§ AIM OF THE TASK
Every entry must be transcribed without alteration.

[[ DATA EXCERPTS, beginning ]]

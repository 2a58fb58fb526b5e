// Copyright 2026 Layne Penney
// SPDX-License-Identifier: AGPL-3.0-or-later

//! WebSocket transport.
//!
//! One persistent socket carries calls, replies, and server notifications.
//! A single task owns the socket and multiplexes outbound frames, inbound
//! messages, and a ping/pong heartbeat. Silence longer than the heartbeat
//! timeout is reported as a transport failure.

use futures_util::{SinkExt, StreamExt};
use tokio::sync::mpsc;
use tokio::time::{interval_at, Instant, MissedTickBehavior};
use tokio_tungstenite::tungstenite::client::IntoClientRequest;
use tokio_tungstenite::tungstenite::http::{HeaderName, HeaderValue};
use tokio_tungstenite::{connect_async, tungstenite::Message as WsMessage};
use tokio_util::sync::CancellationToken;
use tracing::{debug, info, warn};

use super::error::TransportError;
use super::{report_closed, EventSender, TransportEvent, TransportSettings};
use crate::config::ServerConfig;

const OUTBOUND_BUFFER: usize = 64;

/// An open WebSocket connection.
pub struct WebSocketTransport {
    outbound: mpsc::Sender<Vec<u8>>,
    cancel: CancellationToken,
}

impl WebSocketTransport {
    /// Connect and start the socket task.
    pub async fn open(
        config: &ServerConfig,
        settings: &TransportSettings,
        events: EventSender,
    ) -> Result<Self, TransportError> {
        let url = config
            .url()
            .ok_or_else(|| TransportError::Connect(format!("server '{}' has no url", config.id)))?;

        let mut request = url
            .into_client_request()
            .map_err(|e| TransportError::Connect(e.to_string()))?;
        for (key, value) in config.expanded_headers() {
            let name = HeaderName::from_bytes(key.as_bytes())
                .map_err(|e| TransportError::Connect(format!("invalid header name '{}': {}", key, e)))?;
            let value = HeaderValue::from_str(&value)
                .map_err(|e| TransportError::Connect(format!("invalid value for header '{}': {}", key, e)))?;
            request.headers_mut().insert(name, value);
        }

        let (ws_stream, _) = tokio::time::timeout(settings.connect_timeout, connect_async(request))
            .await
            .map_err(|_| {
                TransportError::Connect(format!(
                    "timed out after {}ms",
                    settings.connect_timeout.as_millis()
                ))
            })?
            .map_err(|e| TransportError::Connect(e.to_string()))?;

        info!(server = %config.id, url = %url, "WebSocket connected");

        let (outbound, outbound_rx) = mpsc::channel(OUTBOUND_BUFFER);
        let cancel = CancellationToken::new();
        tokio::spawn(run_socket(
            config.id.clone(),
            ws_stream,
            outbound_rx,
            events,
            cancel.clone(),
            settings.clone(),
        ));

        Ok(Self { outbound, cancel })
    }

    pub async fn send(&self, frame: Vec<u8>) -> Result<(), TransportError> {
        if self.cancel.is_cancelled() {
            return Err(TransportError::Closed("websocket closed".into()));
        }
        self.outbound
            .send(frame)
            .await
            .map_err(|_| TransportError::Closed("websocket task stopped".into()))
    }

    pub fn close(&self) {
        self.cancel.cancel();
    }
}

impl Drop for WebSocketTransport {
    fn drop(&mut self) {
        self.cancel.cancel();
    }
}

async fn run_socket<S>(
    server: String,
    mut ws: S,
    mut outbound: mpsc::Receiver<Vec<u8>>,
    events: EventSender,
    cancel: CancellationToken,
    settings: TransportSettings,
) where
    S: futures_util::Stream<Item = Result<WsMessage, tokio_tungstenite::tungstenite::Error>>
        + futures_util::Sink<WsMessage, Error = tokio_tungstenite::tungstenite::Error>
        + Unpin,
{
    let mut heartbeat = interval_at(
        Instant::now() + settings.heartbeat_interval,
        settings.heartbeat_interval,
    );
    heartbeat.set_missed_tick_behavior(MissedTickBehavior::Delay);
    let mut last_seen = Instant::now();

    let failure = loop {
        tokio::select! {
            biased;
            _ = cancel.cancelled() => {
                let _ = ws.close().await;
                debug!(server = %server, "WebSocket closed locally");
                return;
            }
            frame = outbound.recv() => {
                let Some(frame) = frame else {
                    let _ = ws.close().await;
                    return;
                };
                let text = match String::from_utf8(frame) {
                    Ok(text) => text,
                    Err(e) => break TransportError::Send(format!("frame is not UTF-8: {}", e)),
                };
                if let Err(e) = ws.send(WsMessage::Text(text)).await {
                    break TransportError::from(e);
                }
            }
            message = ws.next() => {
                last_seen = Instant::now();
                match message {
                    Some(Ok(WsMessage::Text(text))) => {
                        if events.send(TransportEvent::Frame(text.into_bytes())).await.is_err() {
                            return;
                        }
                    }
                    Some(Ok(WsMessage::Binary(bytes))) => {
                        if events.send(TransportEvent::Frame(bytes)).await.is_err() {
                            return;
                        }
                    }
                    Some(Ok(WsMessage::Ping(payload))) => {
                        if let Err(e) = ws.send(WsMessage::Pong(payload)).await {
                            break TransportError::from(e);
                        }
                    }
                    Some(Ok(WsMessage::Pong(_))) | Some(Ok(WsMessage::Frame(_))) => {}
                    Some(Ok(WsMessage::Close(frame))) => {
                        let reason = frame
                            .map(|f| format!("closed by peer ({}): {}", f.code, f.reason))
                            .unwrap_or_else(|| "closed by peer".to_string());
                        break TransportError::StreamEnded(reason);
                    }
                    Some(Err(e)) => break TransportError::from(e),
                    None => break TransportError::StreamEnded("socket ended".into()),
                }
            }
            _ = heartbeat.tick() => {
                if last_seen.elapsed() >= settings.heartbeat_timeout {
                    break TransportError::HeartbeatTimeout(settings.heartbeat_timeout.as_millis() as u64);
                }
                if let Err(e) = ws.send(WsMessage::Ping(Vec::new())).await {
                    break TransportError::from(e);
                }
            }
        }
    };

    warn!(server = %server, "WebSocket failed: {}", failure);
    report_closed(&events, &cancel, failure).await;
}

[[ DATA EXCERPTS, end ]]

§ ANSWER SPACE
repository 2a58fb58fb526b5e
// Copyright 2026 Layne Penney
// SPDX-License-Identifier: AGPL-3.0-or-later

//! WebSocket transport.
//!
//! One persistent socket carries calls, replies, and server notifications.
//! A single task owns the socket and multiplexes outbound frames, inbound
//! messages, and a ping/pong heartbeat. Silence longer than the heartbeat
//! timeout is reported as a transport failure.

use futures_util::{SinkExt, StreamExt};
use tokio::sync::mpsc;
use tokio::time::{interval_at, Instant, MissedTickBehavior};
use tokio_tungstenite::tungstenite::client::IntoClientRequest;
use tokio_tungstenite::tungstenite::http::{HeaderName, HeaderValue};
use tokio_tungstenite::{connect_async, tungstenite::Message as WsMessage};
use tokio_util::sync::CancellationToken;
use tracing::{debug, info, warn};

use super::error::TransportError;
use super::{report_closed, EventSender, TransportEvent, TransportSettings};
use crate::config::ServerConfig;

const OUTBOUND_BUFFER: usize = 64;

/// An open WebSocket connection.
pub struct WebSocketTransport {
    outbound: mpsc::Sender<Vec<u8>>,
    cancel: CancellationToken,
}

impl WebSocketTransport {
    /// Connect and start the socket task.
    pub async fn open(
        config: &ServerConfig,
        settings: &TransportSettings,
        events: EventSender,
    ) -> Result<Self, TransportError> {
        let url = config
            .url()
            .ok_or_else(|| TransportError::Connect(format!("server '{}' has no url", config.id)))?;

        let mut request = url
            .into_client_request()
            .map_err(|e| TransportError::Connect(e.to_string()))?;
        for (key, value) in config.expanded_headers() {
            let name = HeaderName::from_bytes(key.as_bytes())
                .map_err(|e| TransportError::Connect(format!("invalid header name '{}': {}", key, e)))?;
            let value = HeaderValue::from_str(&value)
                .map_err(|e| TransportError::Connect(format!("invalid value for header '{}': {}", key, e)))?;
            request.headers_mut().insert(name, value);
        }

        let (ws_stream, _) = tokio::time::timeout(settings.connect_timeout, connect_async(request))
            .await
            .map_err(|_| {
                TransportError::Connect(format!(
                    "timed out after {}ms",
                    settings.connect_timeout.as_millis()
                ))
            })?
            .map_err(|e| TransportError::Connect(e.to_string()))?;

        info!(server = %config.id, url = %url, "WebSocket connected");

        let (outbound, outbound_rx) = mpsc::channel(OUTBOUND_BUFFER);
        let cancel = CancellationToken::new();
        tokio::spawn(run_socket(
            config.id.clone(),
            ws_stream,
            outbound_rx,
            events,
            cancel.clone(),
            settings.clone(),
        ));

        Ok(Self { outbound, cancel })
    }

    pub async fn send(&self, frame: Vec<u8>) -> Result<(), TransportError> {
        if self.cancel.is_cancelled() {
            return Err(TransportError::Closed("websocket closed".into()));
        }
        self.outbound
            .send(frame)
            .await
            .map_err(|_| TransportError::Closed("websocket task stopped".into()))
    }

    pub fn close(&self) {
        self.cancel.cancel();
    }
}

impl Drop for WebSocketTransport {
    fn drop(&mut self) {
        self.cancel.cancel();
    }
}

async fn run_socket<S>(
    server: String,
    mut ws: S,
    mut outbound: mpsc::Receiver<Vec<u8>>,
    events: EventSender,
    cancel: CancellationToken,
    settings: TransportSettings,
) where
    S: futures_util::Stream<Item = Result<WsMessage, tokio_tungstenite::tungstenite::Error>>
        + futures_util::Sink<WsMessage, Error = tokio_tungstenite::tungstenite::Error>
        + Unpin,
{
    let mut heartbeat = interval_at(
        Instant::now() + settings.heartbeat_interval,
        settings.heartbeat_interval,
    );
    heartbeat.set_missed_tick_behavior(MissedTickBehavior::Delay);
    let mut last_seen = Instant::now();

    let failure = loop {
        tokio::select! {
            biased;
            _ = cancel.cancelled() => {
                let _ = ws.close().await;
                debug!(server = %server, "WebSocket closed locally");
                return;
            }
            frame = outbound.recv() => {
                let Some(frame) = frame else {
                    let _ = ws.close().await;
                    return;
                };
                let text = match String::from_utf8(frame) {
                    Ok(text) => text,
                    Err(e) => break TransportError::Send(format!("frame is not UTF-8: {}", e)),
                };
                if let Err(e) = ws.send(WsMessage::Text(text)).await {
                    break TransportError::from(e);
                }
            }
            message = ws.next() => {
                last_seen = Instant::now();
                match message {
                    Some(Ok(WsMessage::Text(text))) => {
                        if events.send(TransportEvent::Frame(text.into_bytes())).await.is_err() {
                            return;
                        }
                    }
                    Some(Ok(WsMessage::Binary(bytes))) => {
                        if events.send(TransportEvent::Frame(bytes)).await.is_err() {
                            return;
                        }
                    }
                    Some(Ok(WsMessage::Ping(payload))) => {
                        if let Err(e) = ws.send(WsMessage::Pong(payload)).await {
                            break TransportError::from(e);
                        }
                    }
                    Some(Ok(WsMessage::Pong(_))) | Some(Ok(WsMessage::Frame(_))) => {}
                    Some(Ok(WsMessage::Close(frame))) => {
                        let reason = frame
                            .map(|f| format!("closed by peer ({}): {}", f.code, f.reason))
                            .unwrap_or_else(|| "closed by peer".to_string());
                        break TransportError::StreamEnded(reason);
                    }
                    Some(Err(e)) => break TransportError::from(e),
                    None => break TransportError::StreamEnded("socket ended".into()),
                }
            }
            _ = heartbeat.tick() => {
                if last_seen.elapsed() >= settings.heartbeat_timeout {
                    break TransportError::HeartbeatTimeout(settings.heartbeat_timeout.as_millis() as u64);
                }
                if let Err(e) = ws.send(WsMessage::Ping(Vec::new())).await {
                    break TransportError::from(e);
                }
            }
        }
    };

    warn!(server = %server, "WebSocket failed: {}", failure);
    report_closed(&events, &cancel, failure).await;
}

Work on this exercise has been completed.